Conservatives are looking to void Harris County’s bail reform efforts — a move that County commissioners are preparing to consider Tuesday in executive session.
In a case out of Dallas earlier this month called Daves v. Dallas County, the U.S. Fifth Circuit Court of Appeals ruled that district court judges have immunity from lawsuits as agents of the state when setting a bail schedule.
The decision comes a little over two years after a federal judge ruled that Harris County’s use of cash bail in misdemeanor cases unconstitutionally discriminated against people based on ability to afford bail, in a case called O’Donnell v. Harris County. As a result, the county reached a settlement with the plaintiffs — a group of people in pretrial detention who couldn’t afford to pay bail — and a federal judge issued a consent decree laying out steps Harris County must take to comply with constitutional standards.

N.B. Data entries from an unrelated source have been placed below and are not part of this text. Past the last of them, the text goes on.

fn tiny_config(root: &Path) -> TrainConfig {
    TrainConfig {
        model_name: "tiny".to_string(),
        data_path: root.join("data"),
        output_dir: root.join("runs"),
        subject: 1,
        num_sessions: 1,
        use_prior: false,
        blurry_recon: false,
        clip_scale: 1.0,
        batch_size: 2,
        num_epochs: 1,
        samples_per_epoch: Some(2),
        n_blocks: 1,
        hidden_dim: 16,
        clip_dim: 8,
        perceptual_dim: 4,
        latent_pool: 4,
        ..TrainConfig::default()
    }
}

fn write_json<T: Serialize>(path: &Path, value: &T) {
    fs::create_dir_all(path.parent().expect("parent")).expect("mkdir");
    fs::write(path, serde_json::to_vec(value).expect("serialize")).expect("write");
}

fn write_trials(path: &Path, trials: &[Trial]) {
    fs::create_dir_all(path.parent().expect("parent")).expect("mkdir");
    let mut file = fs::File::create(path).expect("create");
    for t in trials {
        writeln!(file, "{}", serde_json::to_string(t).expect("serialize")).expect("write");
    }
}

/// Lay out the single-subject data set on disk.
fn write_tiny_dataset(data: &Path) {
    write_json(
        &data.join("images.json"),
        &TensorRecord::from_view(&tiny_images(2).into_dyn().view()),
    );
    write_json(
        &data.join("betas_subj01.json"),
        &TensorRecord::from_view(&tiny_voxels(4).into_dyn().view()),
    );
    write_trials(&data.join("subj01").join("train.jsonl"), &tiny_trials());
    write_trials(&data.join("subj01").join("new_test.jsonl"), &tiny_trials());
}

fn run_tiny(root: &Path) -> (Trainer, Vec<EpochReport>) {
    let config = tiny_config(root);
    write_tiny_dataset(&config.data_path);
    let sink = JsonlSink::new(config.checkpoint_manager().dir().join("metrics.jsonl"));
    let mut trainer =
        Trainer::setup(config, Box::new(SingleProcess), Box::new(sink)).expect("setup");
    let reports = trainer.fit().expect("fit");
    (trainer, reports)
}

#[test]
fn test_end_to_end_single_iteration() {
    let dir = tempfile::tempdir().expect("tempdir");
    let (trainer, reports) = run_tiny(dir.path());

    assert_eq!(reports.len(), 1);
    let report = &reports[0];
    assert!(report.train_loss.is_finite());
    assert!(report.test_loss.is_finite());
    assert_eq!(trainer.state().optimizer.step_count(), 1);
    assert_eq!(trainer.state().train_losses.len(), 1);
    assert_eq!(report.train_num_steps, 1);
    assert_eq!(report.test_num_steps, 1);
    for acc in [
        report.train_fwd_pct_correct,
        report.train_bwd_pct_correct,
        report.test_fwd_pct_correct,
        report.test_bwd_pct_correct,
    ] {
        assert!((0.0..=1.0).contains(&acc), "accuracy {acc} out of range");
    }
    assert_eq!(report.aborted_steps, 0);

    let run_dir = trainer.checkpoints().dir();
    assert!(run_dir.join("last.json").exists());
    assert!(run_dir.join("ckpt_0.json").exists());
    assert!(run_dir.join("config.json").exists());
    let logged = JsonlSink::new(run_dir.join("metrics.jsonl"))
        .read_all()
        .expect("metrics");
    assert_eq!(logged, reports);
}

#[test]
fn test_checkpoint_round_trip_restores_state() {
    let dir = tempfile::tempdir().expect("tempdir");
    let (trainer, _) = run_tiny(dir.path());
    let config = trainer.config().clone();

    let spec = ModelSpec {
        num_voxels: vec![NUM_VOXELS],
        hidden_dim: config.hidden_dim,
        n_blocks: config.n_blocks,
        clip_dim: config.clip_dim,
        latent_dim: None,
        perceptual_dim: config.perceptual_dim,
        use_prior: false,
    };
    let mut model = BrainModel::new(&spec, &mut ChaCha8Rng::seed_from_u64(99)).expect("model");
    let mut state = TrainingState::for_config(&config);
    trainer
        .checkpoints()
        .load(LAST_TAG, LoadOptions::default(), &mut model, &mut state)
        .expect("load");

    assert_eq!(state.epoch, trainer.state().epoch);
    assert_eq!(state.epoch, 1);
    assert_abs_diff_eq!(state.optimizer.lr, trainer.state().optimizer.lr);
    assert_eq!(state.optimizer.step_count(), 1);
    assert_eq!(state.lrs, trainer.state().lrs);

    let probe = tiny_voxels(3);
    let expected = trainer.model().forward_subject(&probe, 0).expect("forward");
    let restored = model.forward_subject(&probe, 0).expect("forward");
    for (a, b) in expected.clip.iter().zip(restored.clip.iter()) {
        assert_abs_diff_eq!(*a, *b, epsilon = 1e-5);
    }
}

#[test]
fn test_resume_continues_from_saved_epoch() {
    let dir = tempfile::tempdir().expect("tempdir");
    let (trainer, _) = run_tiny(dir.path());
    let config = TrainConfig {
        resume: true,
        num_epochs: 2,
        ..trainer.config().clone()
    };
    let mut resumed =
        Trainer::setup(config, Box::new(SingleProcess), Box::new(Vec::new())).expect("setup");
    assert_eq!(resumed.state().epoch, 1);
    assert_eq!(resumed.state().optimizer.step_count(), 1);
    let reports = resumed.fit().expect("fit");
    assert_eq!(reports.len(), 1);
    assert_eq!(reports[0].epoch, 1);
    assert_eq!(resumed.state().train_losses.len(), 2);
}

#[test]
fn test_resume_without_checkpoint_fails() {
    let dir = tempfile::tempdir().expect("tempdir");
    let config = TrainConfig {
        resume: true,
        ..tiny_config(dir.path())
    };
    write_tiny_dataset(&config.data_path);
    let err = Trainer::setup(config, Box::new(SingleProcess), Box::new(Vec::new()))
        .expect_err("no checkpoint");
    assert!(matches!(err, NeuroError::MissingCheckpoint { .. }));
}

#[test]
fn test_missing_data_fails_before_training() {
    let dir = tempfile::tempdir().expect("tempdir");
    let config = tiny_config(dir.path());
    let err = Trainer::setup(config, Box::new(SingleProcess), Box::new(Vec::new()))
        .expect_err("missing data");
    assert!(matches!(err, NeuroError::MissingData { .. }));
}

#[test]
fn test_assembled_batches_never_repeat_images() {
    let trials: Vec<Trial> = (0..24).map(|v| trial(v % 5, v)).collect();
    let subjects = vec![
        Subject {
            id: 1,
            voxels: VoxelStore::new(Array::from_shape_fn((24, 4), |(r, c)| (r + c) as f32)),
            train: trials.clone(),
            test: Vec::new(),
        },
        Subject {
            id: 2,
            voxels: VoxelStore::new(Array::from_shape_fn((24, 3), |(r, c)| (r * c) as f32)),
            train: trials,
            test: Vec::new(),
        },
    ];
    let images = InMemoryImages::new(tiny_images(5));
    let mut assembler = BatchAssembler::new(&subjects, 3, 11);
    let mut rng = ChaCha8Rng::seed_from_u64(3);
    for mixup in [true, false] {
        let epoch = assembler
            .assemble_epoch(&subjects, &images, 6, mixup, &mut rng)
            .expect("epoch");
        assert_eq!(epoch.batches.len(), 6);
        for batch in &epoch.batches {
            assert_eq!(batch.parts.len(), 2);
            for part in &batch.parts {
                let mut unique = part.image_indices.clone();
                unique.sort_unstable();
                unique.dedup();
                assert_eq!(unique.len(), part.image_indices.len());
            }
            assert_eq!(batch.images.dim().0, 6);
            assert_eq!(batch.mixup.is_some(), mixup);
        }
    }
}

#[test]
fn test_single_pass_streams_limit_the_epoch() {
    let subjects = vec![tiny_subject(1)];
    let images = InMemoryImages::new(tiny_images(2));
    let mut assembler =
        BatchAssembler::from_streams(vec![TrialStream::new(tiny_trials(), 2, false, 0)]);
    let epoch = assembler
        .assemble_epoch(&subjects, &images, 5, false, &mut ChaCha8Rng::seed_from_u64(0))
        .expect("epoch");
    assert!(epoch.batches.len() <= 2);
    assert_eq!(epoch.quota, 5);
}

#[test]
fn test_regime_switch_is_exact() {
    let config = TrainConfig {
        num_epochs: 10,
        mixup_pct: 0.3,
        ..TrainConfig::default()
    };
    let schedule = ContrastiveSchedule::for_config(&config);
    let boundary = config.mixup_epochs();
    assert_eq!(boundary, 3);

    let preds = Array::from_shape_fn((4, 5), |(i, j)| ((i * 5 + j) as f32 * 0.9).sin());
    let targets = Array::from_shape_fn((4, 5), |(i, j)| ((i + 3 * j) as f32 * 0.4).cos());
    let outputs = BackboneOutput {
        conditioning: Array2::zeros((4, 16)),
        clip: preds.clone(),
        blur: None,
    };
    let mixup = CorruptionDescriptors {
        perm: vec![1, 0, 3, 2],
        betas: vec![0.3, 1.0, 0.6, 1.0],
        select: vec![true, false, true, false],
    };
    let inputs = LossInputs {
        clip_target: &targets,
        mixup: Some(&mixup),
        blur: None,
        prior: None,
    };
    let (p, _) = normalize_rows(&preds);
    let (t, _) = normalize_rows(&targets);

    let clip_loss_at = |epoch: usize| {
        let term = LossTerm::Clip {
            scale: 1.0,
            formulation: schedule.formulation(epoch),
        };
        let mut grads = OutputGrads::zeros_like(&outputs);
        let outcome = term
            .compute(
                &inputs,
                &outputs,
                &mut grads,
                &mut Gradients::new(),
                &mut ChaCha8Rng::seed_from_u64(0),
            )
            .expect("term");
        match outcome.value {
            TermValue::Clip { loss } => loss,
            other => panic!("unexpected term value {other:?}"),
        }
    };

    let before = clip_loss_at(boundary - 1);
    let after = clip_loss_at(boundary);
    let ClipFormulation::Mixco { temp } = schedule.formulation(boundary - 1) else {
        panic!("last mixup epoch must use the mixup formulation");
    };
    let (expected_mixco, _) = mixco_nce(&p, &t, temp, &mixup).expect("mixco");
    let ClipFormulation::SoftClip { temp } = schedule.formulation(boundary) else {
        panic!("first soft epoch must use the soft formulation");
    };
    let (expected_soft, _) = soft_clip_loss(&p, &t, temp);

    assert_abs_diff_eq!(before, expected_mixco, epsilon = 1e-5);
    assert_abs_diff_eq!(after, expected_soft, epsilon = 1e-5);
    assert!((before - after).abs() > 1e-3);
}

The county is currently involved in a similar case, Russell v. Harris County, in which plaintiffs are hoping to obtain a similar decision and consent decree against the county over the use of cash bail for indigent defendants in felony cases.
In light of the Daves ruling, Republican Commissioner Jack Cagle has requested commissioners meet in executive session to consider four measures:
- to seek injunctive relief to dissolve the O’Donnell consent decree;
- to move for immediate dismissal of the Russell case;
- to eliminate all budgetary items and departments created by the O’Donnellconsent decree;
- to invite the commissioners’ former counsel in the O’Donnell case to brief the court on how they might claw back expenditures made because of the consent decree.
Commissioner Cagle declined a request for comment in advance of the commissioners court meeting.
Allan Van Fleet, a Houston-based attorney who represented the judges in the Davescase, said the Daves decision has no impact on the O’Donnell consent decree.
“The consent decree is not only a final judgment of a federal court. It is a settlement agreement,” Van Fleet said. “It is a consent entered into by the county that can’t be backed out (of) because of what Commissioner Cagle perceives is the change in the law, and the parties continue to be bound by it until the court says otherwise.”
The Civil Rights Corps represented the plaintiffs in the O’Donnell case and currently represents the plaintiffs in the Russell case. Attorney Elizabeth Rossi, director of strategic initiatives for the Civil Rights Corps, said that the Daves case does nothing to undermine the plaintiffs’ basic contention in either of its lawsuits.
“The bail system in Harris County, both the misdemeanor system that we challenged and the felony system that we are currently litigating have been the site of egregious constitutional violations for many, many decades,” Rossi said. “And the Daves decision simply didn’t reach the most important questions about the merits of our claims, putting them off until later.”